The Bruins–and the refs–wrecked our 29-game winning streak.
But there’s always next year.
Which brings me to the points I want to make to my writer friends:
1. You’re always going to be better than some and worse than others. You’re always going to be more successful than some and less than others. Don’t worry about that. Play your game. Unlike the teams in the play-offs, this isn’t a competition, even though the publishing industry is one of the most competitive businesses out there. We play against ourselves, just us and the goal. Keep shooting for the goal.
2. If you’re not making your publication goal, maybe it’s time to adjust your game. Evaluate what’s going on based on what feedback you can garner. A coach watches the action and usually has a staff of coaches to confer with.
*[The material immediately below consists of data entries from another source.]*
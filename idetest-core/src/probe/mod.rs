//! Drive detection and identification over a polled IDE channel.
//!
//! The typical sequence is:
//!
//! ```no_run
//! use idetest_core::channel::Mmio;
//! use idetest_core::delay::ThreadSleep;
//! use idetest_core::diag::LogSink;
//! use idetest_core::IdeProbe;
//!
//! let mmio = unsafe { Mmio::new(Mmio::DEFAULT_BASE) }.unwrap();
//! let mut probe = IdeProbe::new(mmio, ThreadSleep, LogSink);
//! if probe.detect_drive(0) {
//!     let id = probe.identify_device();
//!     println!("{}", id.model());
//! }
//! ```

mod identify;
mod select;
mod status;

#[cfg(test)]
mod testing;

pub use identify::{DriveInfo, IdentifyBlock};
pub use select::attempt_budget;
pub use status::{DeviceStatus, DISCARD_READS};

/// Log tag used for everything the probe reports.
const TAG: &str = "IDE";

/// Probes a single IDE channel.
///
/// Owns (or mutably borrows, since the collaborator traits are implemented
/// for `&mut T`) the channel's registers, a delay service for spin-up
/// back-off, and the sink that receives every diagnostic.
#[derive(Debug)]
pub struct IdeProbe<R, D, S> {
    regs: R,
    delay: D,
    diag: S,
}

impl<R, D, S> IdeProbe<R, D, S> {
    pub fn new(regs: R, delay: D, diag: S) -> IdeProbe<R, D, S> {
        IdeProbe { regs, delay, diag }
    }

    pub fn regs(&self) -> &R {
        &self.regs
    }

    pub fn delay(&self) -> &D {
        &self.delay
    }

    pub fn diag(&self) -> &S {
        &self.diag
    }
}
use std::ptr::{self, NonNull};
use std::time::{Duration, Instant};

use super::{IdeReg, Registers};
use crate::error::{Error, Result};

/// Volatile overlay of an IDE register block at a fixed address.
///
/// Registers are spaced 4 bytes apart, with the interrupt status and
/// alternate status registers in a second bank at `base + 0x1000`:
///
/// | offset   | register                              |
/// |----------|---------------------------------------|
/// | `0x0000` | Data (16 bit)                         |
/// | `0x0004` | Error / Features                      |
/// | `0x0008` | Sector Count                          |
/// | `0x000c` | Sector Number                         |
/// | `0x0010` | Cylinder Low                          |
/// | `0x0014` | Cylinder High                         |
/// | `0x0018` | Device Head                           |
/// | `0x001c` | Status / Command                      |
/// | `0x1000` | Interrupt Status                      |
/// | `0x1018` | AltStatus / Device Control            |
/// | `0x101c` | Drive Address                         |
///
/// The handle is neither `Send` nor `Sync`: the register block
/// has a single owner.
#[derive(Debug)]
pub struct Mmio {
    base: NonNull<u8>,
}

impl Mmio {
    /// Where the controller's register block is usually mapped.
    pub const DEFAULT_BASE: usize = 0x00da_4000;

    /// Length of the register block, in bytes.
    pub const BLOCK_LEN: usize = 0x1020;

    const SETTLE: Duration = Duration::from_micros(1);

    /// Overlay the register block at `base`.
    ///
    /// # Safety
    ///
    /// `base` must point at a live IDE register block of at least
    /// [`Mmio::BLOCK_LEN`] bytes that stays mapped for as long as the returned
    /// handle exists, and nothing else may access that block in the meantime.
    pub unsafe fn new(base: usize) -> Result<Mmio> {
        let base = NonNull::new(base as *mut u8).ok_or(Error::NullBase)?;
        if base.as_ptr() as usize % 4 != 0 {
            return Err(Error::MisalignedBase(base.as_ptr() as usize));
        }
        Ok(Mmio { base })
    }

    pub fn base(&self) -> usize {
        self.base.as_ptr() as usize
    }

    fn offset(reg: IdeReg) -> usize {
        use IdeReg::*;
        match reg {
            Data => 0x0000,
            Error | Features => 0x0004,
            SectorCount => 0x0008,
            SectorNo => 0x000c,
            CylinderLo => 0x0010,
            CylinderHi => 0x0014,
            DeviceHead => 0x0018,
            Status | Command => 0x001c,
            IntStatus => 0x1000,
            AltStatus | DevControl => 0x1018,
            DriveAddr => 0x101c,
        }
    }

    fn reg_ptr(&self, reg: IdeReg) -> *mut u8 {
        // SAFETY: every offset lies within the BLOCK_LEN bytes guaranteed by
        // the caller of `new`.
        unsafe { self.base.as_ptr().add(Self::offset(reg)) }
    }
}

impl Registers for Mmio {
    fn read8(&mut self, reg: IdeReg) -> u8 {
        // SAFETY: see `Mmio::new`
        unsafe { ptr::read_volatile(self.reg_ptr(reg)) }
    }

    fn write8(&mut self, reg: IdeReg, val: u8) {
        // SAFETY: see `Mmio::new`
        unsafe { ptr::write_volatile(self.reg_ptr(reg), val) }
    }

    fn read16(&mut self, reg: IdeReg) -> u16 {
        match reg {
            // SAFETY: see `Mmio::new`. The data register is at offset 0 of a
            // 4-byte aligned block, so the 16-bit access is aligned.
            IdeReg::Data => unsafe { ptr::read_volatile(self.reg_ptr(reg) as *const u16) },
            _ => self.read8(reg) as u16,
        }
    }

    fn settle(&mut self) {
        let start = Instant::now();
        while start.elapsed() < Self::SETTLE {
            std::hint::spin_loop();
        }
    }
}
Do the same–find some reliable, knowledgeable critique partners to help you see the action. Could be your query letter, long or short blurbs, synopsis that aren’t scoring for you. Could be you have to change your game plan. Be willing to do it.
3. If this manuscript doesn’t work, go write another one. There’s always “next time.” The fact that you’ve finished a manuscript is a major accomplishment to begin with, but that doesn’t mean it’s the only book idea you have in you. If your goal is a contract with one of the major publishers, try again. You’ll get there.
Keep your head in the game, keep trying, keep aiming at your goals. The idea of Cinderella didn’t originate in sports–it came from a writer. Go write.
Great thoughts! I particularly resonate with #1. That’s something I’ve been pondering here of late. It’s both exciting and humbling – and both of those are good things.
I’ve been so proud of you and your rise to success. And I can’t wait for your next book!
Brilliant points, and realistic ones, very motivating 🙂
Oh, good! That’s what I was aiming for!
What a great pep talk! May have to come back for refills! LOL Thank you! 😉
Glad you liked it, Sweet Lynn!
That’s what most say, to be successful – write. To be a winner – write. Study more on the craft and write. Great advice as always, Linda!
I don’t write often enough. I need to get back into working on more than just my WIP.